# What colors go good with a light green?



## tina21

Ok so my new house has light green wall colors not sure what to do with this color I like darker colors like browns, black , dark red. Not sure what I can do or what I should do with this light light green color! I need major advice on what colors go good with light light green? Any help would be greatful! I have not yet moved into my new house and need some advice on how decorate it around these colors! Cause Im not repainting it! lol


----------



## oscarMadison

Someone else suggested this and I was surprise but it actually seems to go together well, light green with a dark red/maroon/burgundy.

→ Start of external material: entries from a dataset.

/// The decoded contents of one table slot.
///
/// Packed into a single `u64`:
/// ```text
///     [63-48] upper 16 bits of the position key
///     [47-32] best move
///     [31-16] score
///     [15-8]  depth
///     [7-0]   generation (upper 6 bits) | bound (lower 2 bits)
/// ```
#[derive(PartialEq, Eq, Clone, Copy, Debug, Default)]
pub struct TTEntry {
    key16: u16,
    mv: u16,
    score: i16,
    depth: u8,
    flag: u8,
}

impl TTEntry {
    #[inline(always)]
    const fn unpack(bits: u64) -> Self {
        Self {
            key16: (bits >> 48) as u16,
            mv: (bits >> 32) as u16,
            score: (bits >> 16) as u16 as i16,
            depth: (bits >> 8) as u8,
            flag: bits as u8,
        }
    }

    #[inline(always)]
    const fn pack(&self) -> u64 {
        (self.key16 as u64) << 48
            | (self.mv as u64) << 32
            | (self.score as u16 as u64) << 16
            | (self.depth as u64) << 8
            | self.flag as u64
    }

    /// Best move stored for this position, or [`Move::NONE`].
    #[inline(always)]
    pub const fn mv(&self) -> Move {
        Move::from_inner(self.mv)
    }

    /// Stored score, still relative to the node it was stored at. See [`Score::from_tt`].
    #[inline(always)]
    pub const fn score(&self) -> Score {
        Score(self.score as i32)
    }

    #[inline(always)]
    pub const fn depth(&self) -> i32 {
        self.depth as i32
    }

    #[inline(always)]
    pub const fn bound(&self) -> Bound {
        Bound::from_bits(self.flag)
    }

    #[inline(always)]
    const fn generation(&self) -> u8 {
        self.flag & GENERATION_MASK
    }

    #[inline(always)]
    const fn is_empty(&self) -> bool {
        self.flag & 0x3 == Bound::None as u8
    }
}

/// Result of [`TTable::probe`].
///
/// `slot` is where a later [`TTable::store`] for the same key should write, whether or not the probe hit.
#[derive(Clone, Copy, Debug)]
pub struct TTProbe {
    pub hit: bool,
    pub entry: TTEntry,
    slot: usize,
}

#[derive(Default)]
#[repr(align(32))]
struct Cluster([AtomicU64; CLUSTER_SIZE]);

/// Transposition Table.
///
/// Shared by every search thread without locks. Each slot is one `u64` read and written with relaxed atomics,
/// so two threads writing the same slot leave one of the two complete entries behind.
/// A slot overwritten between a probe and the matching store simply gets clobbered: its key
/// no longer matches, and the next probe treats it as a miss.
pub struct TTable {
    clusters: Vec<Cluster>,
    generation: AtomicU8,
}

impl TTable {
    /// Default size of the Transposition Table, in megabytes.
    pub const DEFAULT_SIZE: usize = 16;

    /// Minimum size of the Transposition Table, in megabytes.
    pub const MIN_SIZE: usize = 1;

    /// Maximum size of the Transposition Table, in megabytes.
    pub const MAX_SIZE: usize = 65_536;

    /// Create a new [`TTable`] of at most `mb` megabytes.
    ///
    /// The number of clusters is rounded down to a power of two.
    /// Terminates the process if the memory cannot be allocated.
    pub fn new(mb: usize) -> Self {
        let mut tt = Self {
            clusters: Vec::new(),
            generation: AtomicU8::new(0),
        };
        tt.resize(mb);
        tt
    }

    /// Reallocates this table to at most `mb` megabytes, discarding all entries.
    pub fn resize(&mut self, mb: usize) {
        let mb = mb.clamp(Self::MIN_SIZE, Self::MAX_SIZE);
        let clusters = mb * BYTES_IN_MB / size_of::<Cluster>();
        let count = 1usize << clusters.ilog2();

        if count == self.clusters.len() {
            self.clear();
            return;
        }

        // Release the old table first so both are never alive at once
        self.clusters = Vec::new();
        if self.clusters.try_reserve_exact(count).is_err() {
            log::error!("Failed to allocate {mb}MB for the transposition table");
            std::process::exit(1);
        }
        self.clusters.resize_with(count, Cluster::default);
        self.generation.store(0, Ordering::Relaxed);

        log::debug!("Transposition table resized to {mb}MB ({count} clusters)");
    }

    /// Zeroes every entry.
    pub fn clear(&self) {
        for cluster in &self.clusters {
            for slot in &cluster.0 {
                slot.store(0, Ordering::Relaxed);
            }
        }
        self.generation.store(0, Ordering::Relaxed);

        log::debug!("Transposition table cleared");
    }

    /// Ages every entry by one generation, making older entries preferred for replacement.
    #[inline(always)]
    pub fn new_search(&self) {
        self.generation.fetch_add(GENERATION_STEP, Ordering::Relaxed);
    }

    #[inline(always)]
    fn generation(&self) -> u8 {
        self.generation.load(Ordering::Relaxed)
    }

    /// Size of this table, in megabytes.
    #[inline(always)]
    pub fn size_mb(&self) -> usize {
        self.clusters.len() * size_of::<Cluster>() / BYTES_IN_MB
    }

    /// Number of entries this table can hold.
    #[inline(always)]
    pub fn capacity(&self) -> usize {
        self.clusters.len() * CLUSTER_SIZE
    }

    #[inline(always)]
    fn cluster_index(&self, key: ZobristKey) -> usize {
        key.inner() as usize & (self.clusters.len() - 1)
    }

    #[inline(always)]
    fn slot(&self, slot: usize) -> &AtomicU64 {
        &self.clusters[slot / CLUSTER_SIZE].0[slot % CLUSTER_SIZE]
    }

    /// Looks up `key`.
    ///
    /// On a hit, the entry is refreshed to the current generation. On a miss, the returned slot is
    /// the first empty entry of the cluster if there is one, or else the least valuable entry:
    /// the shallowest after penalizing each entry by how many generations old it is.
    pub fn probe(&self, key: ZobristKey) -> TTProbe {
        let key16 = (key.inner() >> 48) as u16;
        let generation = self.generation();
        let first = self.cluster_index(key) * CLUSTER_SIZE;

        let mut entries = [TTEntry::default(); CLUSTER_SIZE];
        for (i, entry) in entries.iter_mut().enumerate() {
            *entry = TTEntry::unpack(self.slot(first + i).load(Ordering::Relaxed));
        }

        for (i, entry) in entries.iter().enumerate() {
            if entry.is_empty() || entry.key16 == key16 {
                let mut entry = *entry;
                let hit = !entry.is_empty();

                if hit && entry.generation() != generation {
                    entry.flag = generation | entry.bound() as u8;
                    self.slot(first + i).store(entry.pack(), Ordering::Relaxed);
                }

                return TTProbe {
                    hit,
                    entry,
                    slot: first + i,
                };
            }
        }

        let worth = |entry: &TTEntry| {
            let age = (259 + generation as i32 - entry.flag as i32) & GENERATION_MASK as i32;
            entry.depth() - age * 2
        };

        let mut replace = 0;
        for i in 1..CLUSTER_SIZE {
            if worth(&entries[replace]) > worth(&entries[i]) {
                replace = i;
            }
        }

        TTProbe {
            hit: false,
            entry: entries[replace],
            slot: first + replace,
        }
    }

    /// Writes a search result into the slot returned by a previous [`TTable::probe`] for `key`.
    ///
    /// The move is kept when storing [`Move::NONE`] over an entry of the same position.
    /// The rest of the entry is only overwritten by a different position, by a result that is not much shallower,
    /// or by an exact result.
    pub fn store(
        &self,
        probe: &TTProbe,
        key: ZobristKey,
        depth: i32,
        score: Score,
        mv: Move,
        bound: Bound,
    ) {
        debug_assert_ne!(bound, Bound::None);

        let key16 = (key.inner() >> 48) as u16;
        let slot = self.slot(probe.slot);
        let mut entry = TTEntry::unpack(slot.load(Ordering::Relaxed));
        let depth = depth.clamp(0, u8::MAX as i32);
        let other = entry.is_empty() || key16 != entry.key16;

        if mv != Move::NONE || other {
            entry.mv = mv.inner();
        }

        if other || depth > entry.depth() - 4 || bound == Bound::Exact {
            entry.key16 = key16;
            entry.depth = depth as u8;
            entry.flag = self.generation() | bound as u8;
            entry.score = score.0.clamp(i16::MIN as i32, i16::MAX as i32) as i16;
        }

        slot.store(entry.pack(), Ordering::Relaxed);
    }

    /// Permille of the sampled entries that were written during the current search.
    pub fn hashfull(&self) -> usize {
        let generation = self.generation();
        let sample = self.clusters.len().min(1_000);
        if sample == 0 {
            return 0;
        }

        let used = self.clusters[..sample]
            .iter()
            .flat_map(|cluster| cluster.0.iter())
            .map(|slot| TTEntry::unpack(slot.load(Ordering::Relaxed)))
            .filter(|entry| !entry.is_empty() && entry.generation() == generation)
            .count();

        used * 1_000 / (sample * CLUSTER_SIZE)
    }

    /// Hints the CPU to start loading the cluster for `key` into cache.
    #[inline(always)]
    pub fn prefetch(&self, key: ZobristKey) {
        #[cfg(target_arch = "x86_64")]
        {
            use std::arch::x86_64::{_mm_prefetch, _MM_HINT_T0};
            let ptr = &self.clusters[self.cluster_index(key)] as *const Cluster as *const i8;
            // Safety: `ptr` points into `self.clusters`, and prefetching never faults.
            unsafe { _mm_prefetch(ptr, _MM_HINT_T0) };
        }

        #[cfg(not(target_arch = "x86_64"))]
        let _ = key;
    }
}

I'd try using a tool on the sherwin williams website. It is called the color visualizer. You can match color and they display on the walls and trim in a room you select.


----------



## retro

coffee brown


----------



## Dana11

Green and oranges go well. Green and expresso brown also looks good. Since it light green you can try dark red too.


----------



## the_money_Pit

I just painted my LR/DR a light green color. I have lots of brown furniture (wood tables, e.t. center, sofa, couch, buffet table, hardwood floors) and it looks really calm. I wanted to be able to add other colors too so I got accent pillows for the couches with deep reds, small amounts of blue, green, yellow, etc. Now I was able to hang up deep red curtains and they pull from the throw pillows. I could also add colorful runners on the floor too as long as they can pull color from the pillows or curtains. I think it turned out well.


----------



## Leah Frances

I love cream with light green.


----------



## Ezhel

I seconded retro! coffee brown is good combined with any light colors or pastel colors.


----------



## Dana11

Tina hope you are done with your new place. do let us know which color did you select with green.


----------



## wonkern

I think the turquoise color would look awesome!! Poka-dots look really cool to. You could have a neon-green backround with neon blue, pink, and purple poka-dots. Silver and orange would be good too. You could try yellow for a lemony lime look. I would say definatly go with neon colors.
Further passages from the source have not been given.